# Last edited on 2005-01-17 02:42:00 by stolfi

DATA SETS FOR MUTUAL INFORMATION CONTENT ANALYSIS
--------------------------------------------------

OVERVIEW
--------

  This directory contains two complete data sets for the analysis
  program ("frb_analyze"): 
  
    Data set "s2" is used for the analysis of mutual information
    contents between "true" candidates --- closely fitting 
    pairs of fragment outlines --- selected by hand from
    those used in Helena's thesis.
    
    Data set "f2" is a "control experiment" consisting of
    "false"candidates, namely fragment outline segments that were
    picked and paired at random.
  
  The program actually requires two kinds of input data:

    * the geometry of the fragment outlines (the ".flc" files in 
    "curves-001/", shared by both data sets); and

    * a representative of sample of candidates taken from the 
    target set (file "sample.can" in the directory 
    "cands-001/SET/", where SET is "s2" or "f2").
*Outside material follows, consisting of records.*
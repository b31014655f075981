#![no_std]

mod error;
mod events;
mod ledger;
mod randomness;
mod rarity;
mod stats;
mod storage;

pub use error::PunchError;
pub use ledger::Fighter;
pub use rarity::{Rarity, RarityTier};
pub use stats::{FighterClass, StatVector};

use events::FighterEvents;
use randomness::{ConfiguredSource, OracleRequest, RarityDraw, RaritySource};
use soroban_sdk::{contract, contractimpl, log, token, Address, Bytes, Env, String};
use storage::{DataKey, MAX_SUPPLY, MINT_FEE, RECORD_TTL_EXTEND, RECORD_TTL_THRESHOLD};
#[cfg(test)]
use storage::SCALE_FACTOR;

/// Punchathlon Fighter Contract
///
/// Mints collectible fighters against a fixed fee, up to a hard supply cap.
///
/// Key features:
/// - Five fighter classes, each with a fixed base stat vector
/// - Rarity rolled at mint time adds a bonus to the primary stats
/// - Rarity comes from ledger entropy, or from an external oracle when one
///   is configured (the fighter is finalized when the oracle answers)
/// - Fees are retained by the contract until the admin withdraws them
#[contract]
pub struct Punchathlon;

#[contractimpl]
impl Punchathlon {
    /// Constructor: called once at deployment.
    ///
    /// # Arguments
    /// * `admin` - Address that can withdraw fees and configure the rarity oracle
    /// * `fee_token` - Token contract the mint fee is paid in (e.g., native XLM SAC)
    pub fn __constructor(env: Env, admin: Address, fee_token: Address) {
        env.storage().instance().set(&DataKey::Admin, &admin);
        env.storage().instance().set(&DataKey::FeeToken, &fee_token);
        env.storage().instance().set(&DataKey::TokenCount, &0u64);
        env.storage().instance().set(&DataKey::FeesCollected, &0i128);
    }

    /// Mint a new fighter.
    ///
    /// # Arguments
    /// * `caller` - Minter and owner of the new fighter (must authorize)
    /// * `class` - Fighter class name, e.g. "JiuJitsu" (case-sensitive)
    /// * `nickname` - Free-form name stored with the fighter
    /// * `payment` - Amount the caller offers. Only `MINT_FEE` is pulled;
    ///               any excess stays with the caller.
    ///
    /// # Returns
    /// Token id of the new fighter
    pub fn mint(
        env: Env,
        caller: Address,
        class: String,
        nickname: String,
        payment: i128,
    ) -> Result<u64, PunchError> {
        let class = stats::parse_class(&class)?;
        if payment < MINT_FEE {
            return Err(PunchError::InsufficientPayment);
        }
        let token_id = ledger::next_token_id(&env)?;

        caller.require_auth();

        // Note: token_client.transfer() panics if the caller cannot cover the fee.
        // The panic rolls back the whole mint, so nothing is issued unpaid.
        let fee_token = Self::stored_fee_token(&env)?;
        let token_client = token::Client::new(&env, &fee_token);
        token_client.transfer(&caller, &env.current_contract_address(), &MINT_FEE);

        let collected = Self::stored_fees_collected(&env)?
            .checked_add(MINT_FEE)
            .ok_or(PunchError::Overflow)?;
        env.storage()
            .instance()
            .set(&DataKey::FeesCollected, &collected);

        let rarity = match ConfiguredSource::load(&env).draw(&env, token_id) {
            RarityDraw::Ready(tier) => Rarity::Rolled(tier),
            RarityDraw::Deferred => Rarity::Pending,
        };

        let fighter = ledger::allocate(
            &env,
            class,
            nickname,
            rarity,
            caller.clone(),
            env.ledger().timestamp(),
        )?;

        env.storage()
            .instance()
            .extend_ttl(RECORD_TTL_THRESHOLD, RECORD_TTL_EXTEND);

        log!(&env, "fighter minted", fighter.token_id, caller);
        FighterEvents::minted(&env, fighter.token_id, class, &caller);

        Ok(fighter.token_id)
    }

    /// Deliver the oracle's random word for a pending fighter.
    ///
    /// Safe to call more than once: a fighter that is already finalized is
    /// left as it is and the call succeeds.
    ///
    /// # Arguments
    /// * `oracle` - Must match the oracle the roll was requested from
    /// * `token_id` - Fighter awaiting rarity
    /// * `random_word` - Entropy supplied by the oracle
    pub fn fulfill_rarity(
        env: Env,
        oracle: Address,
        token_id: u64,
        random_word: u64,
    ) -> Result<(), PunchError> {
        let fighter = ledger::record(&env, token_id)?;
        if fighter.is_finalized() {
            return Ok(());
        }

        let requested =
            randomness::pending_oracle(&env, token_id).ok_or(PunchError::StorageCorrupted)?;
        if oracle != requested {
            return Err(PunchError::Unauthorized);
        }
        oracle.require_auth();

        let tier = RarityTier::from_entropy(random_word);
        ledger::finalize(&env, token_id, tier)?;
        randomness::clear_pending(&env, token_id);

        log!(&env, "rarity resolved", token_id, random_word);
        FighterEvents::rarity_resolved(&env, token_id, tier);

        Ok(())
    }

    /// Re-issue a pending roll to another oracle (admin only).
    ///
    /// Covers an oracle that stopped answering: the fighter stays pending
    /// and only `oracle` can fulfill it from now on.
    ///
    /// # Arguments
    /// * `admin` - Must match the admin set at deployment
    /// * `token_id` - Fighter still awaiting rarity
    /// * `oracle` - Oracle that takes over the roll
    pub fn reassign_pending_oracle(
        env: Env,
        admin: Address,
        token_id: u64,
        oracle: Address,
    ) -> Result<(), PunchError> {
        Self::require_admin(&env, &admin)?;
        admin.require_auth();

        let fighter = ledger::record(&env, token_id)?;
        if fighter.is_finalized() {
            return Err(PunchError::NotPending);
        }

        OracleRequest { oracle }.draw(&env, token_id);
        log!(&env, "rarity request reassigned", token_id);

        Ok(())
    }

    /// Set or clear the rarity oracle (admin only).
    ///
    /// With an oracle set, new mints wait for `fulfill_rarity`; with `None`
    /// they roll from ledger entropy. Pending fighters keep the oracle they
    /// were requested from.
    pub fn set_rarity_oracle(
        env: Env,
        admin: Address,
        oracle: Option<Address>,
    ) -> Result<(), PunchError> {
        Self::require_admin(&env, &admin)?;
        admin.require_auth();

        match oracle {
            Some(oracle) => env.storage().instance().set(&DataKey::RarityOracle, &oracle),
            None => env.storage().instance().remove(&DataKey::RarityOracle),
        }

        Ok(())
    }

    /// Withdraw every retained mint fee (admin only).
    ///
    /// # Arguments
    /// * `admin` - Must match the admin set at deployment
    /// * `to` - Recipient of the fees
    ///
    /// # Returns
    /// Amount withdrawn
    pub fn withdraw_fees(env: Env, admin: Address, to: Address) -> Result<i128, PunchError> {
        Self::require_admin(&env, &admin)?;
        admin.require_auth();

        let collected = Self::stored_fees_collected(&env)?;
        if collected <= 0 {
            return Err(PunchError::NothingToWithdraw);
        }

        env.storage().instance().set(&DataKey::FeesCollected, &0i128);

        let fee_token = Self::stored_fee_token(&env)?;
        let token_client = token::Client::new(&env, &fee_token);
        token_client.transfer(&env.current_contract_address(), &to, &collected);

        log!(&env, "fees withdrawn", to, collected);
        FighterEvents::fees_withdrawn(&env, &to, collected);

        Ok(collected)
    }

    /// Hard cap on issued fighters.
    pub fn get_max_supply(_env: Env) -> u64 {
        MAX_SUPPLY
    }

    /// Mint fee, scaled by 10^7 (100_000 = 0.01).
    pub fn get_mint_fee(_env: Env) -> i128 {
        MINT_FEE
    }

    /// Number of fighters issued so far; also the highest token id.
    pub fn get_token_count(env: Env) -> u64 {
        ledger::current_count(&env)
    }

    /// Base stats of a class, looked up by name.
    pub fn get_base_stats(_env: Env, class: String) -> Result<StatVector, PunchError> {
        Ok(stats::parse_class(&class)?.base_stats())
    }

    /// Stat adjustment for a wire-encoded rarity tier name.
    /// Unrecognized identifiers get the fallback adjustment.
    pub fn get_rarity_adjustment(_env: Env, tier: Bytes) -> u32 {
        rarity::adjustment_for(&tier)
    }

    /// Get a minted fighter.
    pub fn get_fighter(env: Env, token_id: u64) -> Result<Fighter, PunchError> {
        ledger::record(&env, token_id)
    }

    /// Get the admin address.
    pub fn get_admin(env: Env) -> Result<Address, PunchError> {
        env.storage()
            .instance()
            .get(&DataKey::Admin)
            .ok_or(PunchError::StorageCorrupted)
    }

    /// Get the fee token address.
    pub fn get_fee_token(env: Env) -> Result<Address, PunchError> {
        Self::stored_fee_token(&env)
    }

    /// Get the rarity oracle, if one is configured.
    pub fn get_rarity_oracle(env: Env) -> Option<Address> {
        env.storage().instance().get(&DataKey::RarityOracle)
    }

    /// Fees held by the contract and not yet withdrawn.
    pub fn get_fees_collected(env: Env) -> Result<i128, PunchError> {
        Self::stored_fees_collected(&env)
    }

    // --- Internal helpers ---

    fn stored_fee_token(env: &Env) -> Result<Address, PunchError> {
        env.storage()
            .instance()
            .get(&DataKey::FeeToken)
            .ok_or(PunchError::StorageCorrupted)
    }

    fn stored_fees_collected(env: &Env) -> Result<i128, PunchError> {
        env.storage()
            .instance()
            .get(&DataKey::FeesCollected)
            .ok_or(PunchError::StorageCorrupted)
    }

    fn require_admin(env: &Env, caller: &Address) -> Result<(), PunchError> {
        let admin: Address = env
            .storage()
            .instance()
            .get(&DataKey::Admin)
            .ok_or(PunchError::StorageCorrupted)?;
        if *caller != admin {
            return Err(PunchError::Unauthorized);
        }
        Ok(())
    }
}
  The program writes many output files, mostly for debugging and
  documentation purposes.  The actual results of the analysis 
  are written as two tables, the information content of each Fourier 
  coefficient ("sample.ifc") and the same data condensed by frequency
  band ("sample.ibd"), in the directories "cands-001/SET/".

FRAGMENT-RELATED FILES
----------------------

  The input fragment outlines are in directory "curves-001/" ,
  specifically in the files 
  
    "curves-001/NNNN/f001.flc"

  where NNNN is the fragment number, ranging from 0000 to 0111.

  These outlines have been smoothed with a "geometric" Gaussian filter
  (as described in Helena's thesis) with characteristic width sigma
  = 1 pixel = 1/300 inch = 0.085 mm, then sampled with uniform step
  as close as possible sigma/4, namely delta = 0.25 pixel = 0.021 mm.

CANDIDATE-RELATED FILES
-----------------------

  Candidate-related files, input and output, live in the 
  directories "cands-001/SET" where SET is either "s2" or "f2". 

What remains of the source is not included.